An optional usage is to provide a URL instead of an id. You can use this to look up or check to see if there is an object already associated to a URL in Social Graph
POSTS
Table 2 Posting to Facebook
Connection |
Requires* |
Arguments |
feed (wall) |
<profile id> |
- message
- picture
- link
- name
- caption
- description
|
comments |
<post id> |
|
likes |
<post id> |
|
notes |
<profile id> |
|
links |
<profile id> |
|
events |
<profile id> |
|
attending (events) |
<event id> |
|
maybe (events) |
<event id> |
|
declined (events) |
<event id> |
|
albums |
<profile id> |
|
photos |
<album id> |
|
Facebook allows you to create new instances of a few of their Social Graph objects; ie: write a message on someone’s wall. This requires the
publish_stream permission from the user. What information you supply is determined by the type of object that you are trying to create.
Here are the objects that you can publish via the Graph API:
Syntax for publishing is very simple, but remember that publishing is an
action.
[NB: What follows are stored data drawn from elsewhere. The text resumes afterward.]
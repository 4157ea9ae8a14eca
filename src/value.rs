//! Host-side results of an evaluation.

use std::ffi::CStr;
use std::slice;

use crate::r::ffi::{self, Sexp};
use crate::traits::RApi;

/// A marshaled evaluation result.
#[derive(Debug, Clone, PartialEq)]
pub enum Value {
    /// A character scalar, the first element of a string vector, or a length-one
    /// numeric/logical vector rendered as text.
    Text(String),
    /// Anything without a host representation. Not rooted: it may be collected by the next
    /// evaluation unless the caller protects it.
    Handle(Sexp),
    /// Contents of a raw vector, copied out before the vector was released.
    Bytes(Box<[u8]>),
}

impl Value {
    pub fn as_text(&self) -> Option<&str> {
        match *self {
            Value::Text(ref s) => Some(s),
            _ => None,
        }
    }

    pub fn as_bytes(&self) -> Option<&[u8]> {
        match *self {
            Value::Bytes(ref b) => Some(b),
            _ => None,
        }
    }

    pub fn as_handle(&self) -> Option<Sexp> {
        match *self {
            Value::Handle(s) => Some(s),
            _ => None,
        }
    }

    pub fn into_text(self) -> Option<String> {
        match self {
            Value::Text(s) => Some(s),
            _ => None,
        }
    }
}

unsafe fn char_text<R: RApi + ?Sized>(rt: &R, c: Sexp) -> String {
    let p = rt.char_ptr(c);
    if p.is_null() {
        return String::new();
    }
    CStr::from_ptr(p).to_string_lossy().into_owned()
}

/// Significant digits `as.character` keeps.
const CHARACTER_DIGITS: usize = 15;

fn real_text<R: RApi + ?Sized>(rt: &R, x: f64) -> String {
    let s = if x.is_nan() {
        if rt.is_na_real(x) { "NA" } else { "NaN" }
    } else if x == f64::INFINITY {
        "Inf"
    } else if x == f64::NEG_INFINITY {
        "-Inf"
    } else {
        return format_real(x);
    };
    s.to_string()
}

/// Formats a finite double the way `as.character` does: at most 15 significant digits, trailing
/// zeros dropped, and fixed notation unless scientific is strictly narrower.
fn format_real(x: f64) -> String {
    if x == 0.0 {
        return "0".to_string();
    }

    let rounded = format!("{:.*e}", CHARACTER_DIGITS - 1, x.abs());
    let (mantissa, exp) = match rounded.split_once('e') {
        Some((m, e)) => match e.parse::<i32>() {
            Ok(e) => (m, e),
            Err(_) => return x.to_string(),
        },
        None => return x.to_string(),
    };
    let digits = mantissa.replace('.', "");
    let digits = digits.trim_end_matches('0');
    let nsig = digits.len() as i32;

    let fixed = if exp < 0 {
        format!("0.{}{}", "0".repeat((-exp - 1) as usize), digits)
    } else if nsig <= exp + 1 {
        format!("{}{}", digits, "0".repeat((exp + 1 - nsig) as usize))
    } else {
        let (int, frac) = digits.split_at((exp + 1) as usize);
        format!("{}.{}", int, frac)
    };

    let (lead, rest) = digits.split_at(1);
    let sci = format!(
        "{}{}{}e{}{:02}",
        lead,
        if rest.is_empty() { "" } else { "." },
        rest,
        if exp < 0 { '-' } else { '+' },
        exp.abs()
    );

    let body = if fixed.len() <= sci.len() { fixed } else { sci };
    if x < 0.0 {
        format!("-{}", body)
    } else {
        body
    }
}

/// Converts a rooted object into a host value. `s` must stay protected for the duration.
pub unsafe fn marshal<R: RApi + ?Sized>(rt: &R, s: Sexp) -> Value {
    match rt.type_of(s) {
        ffi::CHARSXP => Value::Text(char_text(rt, s)),
        // Only element 0 is taken; the rest are dropped.
        ffi::STRSXP if rt.length(s) > 0 => Value::Text(char_text(rt, rt.string_elt(s, 0))),
        ffi::RAWSXP => {
            let n = rt.length(s).max(0) as usize;
            let bytes = if n == 0 {
                Vec::new()
            } else {
                slice::from_raw_parts(rt.raw_ptr(s), n).to_vec()
            };
            Value::Bytes(bytes.into_boxed_slice())
        }
        ffi::REALSXP if rt.length(s) == 1 => Value::Text(real_text(rt, *rt.real_ptr(s))),
        ffi::INTSXP if rt.length(s) == 1 => {
            let i = *rt.integer_ptr(s);
            Value::Text(if i == ffi::NA_INTEGER { "NA".to_string() } else { i.to_string() })
        }
        ffi::LGLSXP if rt.length(s) == 1 => {
            let b = match *rt.logical_ptr(s) {
                ffi::NA_INTEGER => "NA",
                0 => "FALSE",
                _ => "TRUE",
            };
            Value::Text(b.to_string())
        }
        _ => Value::Handle(s),
    }
}
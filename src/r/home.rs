//! Finding the installation: its home directory and the shared library inside it.

use std::env;
use std::path::{Path, PathBuf};
use std::process::Command;

use log::debug;

use crate::config::Config;
use crate::error::{Error, Result};

/// Installation home: the configured override, else whatever `R RHOME` prints.
pub fn resolve_home(config: &Config) -> Result<PathBuf> {
    if let Some(ref home) = config.home {
        debug!("using configured home {}", home.display());
        return Ok(home.clone());
    }

    let output = Command::new("R").arg("RHOME").output().map_err(Error::home_query)?;
    if !output.status.success() {
        return Err(Error::Configuration(format!("'R RHOME' exited with {}", output.status)));
    }

    let stdout = String::from_utf8_lossy(&output.stdout);
    let home = parse_home_output(&stdout).ok_or_else(|| {
        Error::Configuration("'R RHOME' did not print an installation home".to_string())
    })?;
    debug!("discovered home {}", home.display());
    Ok(home)
}

/// First line of `R RHOME` output that isn't a warning.
pub fn parse_home_output(output: &str) -> Option<PathBuf> {
    output
        .lines()
        .map(str::trim)
        .find(|line| !line.is_empty() && !line.starts_with("WARNING"))
        .map(PathBuf::from)
}

/// Shared library file name for an OS name as reported by `std::env::consts::OS`.
pub fn library_file_name(os: &str) -> Result<&'static str> {
    match os {
        "linux" => Ok("libR.so"),
        "macos" => Ok("libR.dylib"),
        other => Err(Error::UnsupportedPlatform(other.to_string())),
    }
}

pub fn library_path(home: &Path) -> Result<PathBuf> {
    library_file_name(env::consts::OS).map(|name| home.join("lib").join(name))
}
In this case, the action is not producing JavaScript, but posting data to the Graph API.
facebook:post()
- required
- connection : <string>
- id: <string>
- optional
- <arg> : <string>
See
table 2 for a list of what arguments are available for each connection.
*id is optional when the connection requires a profile id. As in previous cases, if the id is not supplied, it will default to the id of the currently authorized user. The following connections require a profile id: feed, notes, links, events, albums. I would suggest always supplying the id for consistency.
The post method cross checks the connection type with the permitted arguments. If an argument is not associated with the connection, it will just be ignored.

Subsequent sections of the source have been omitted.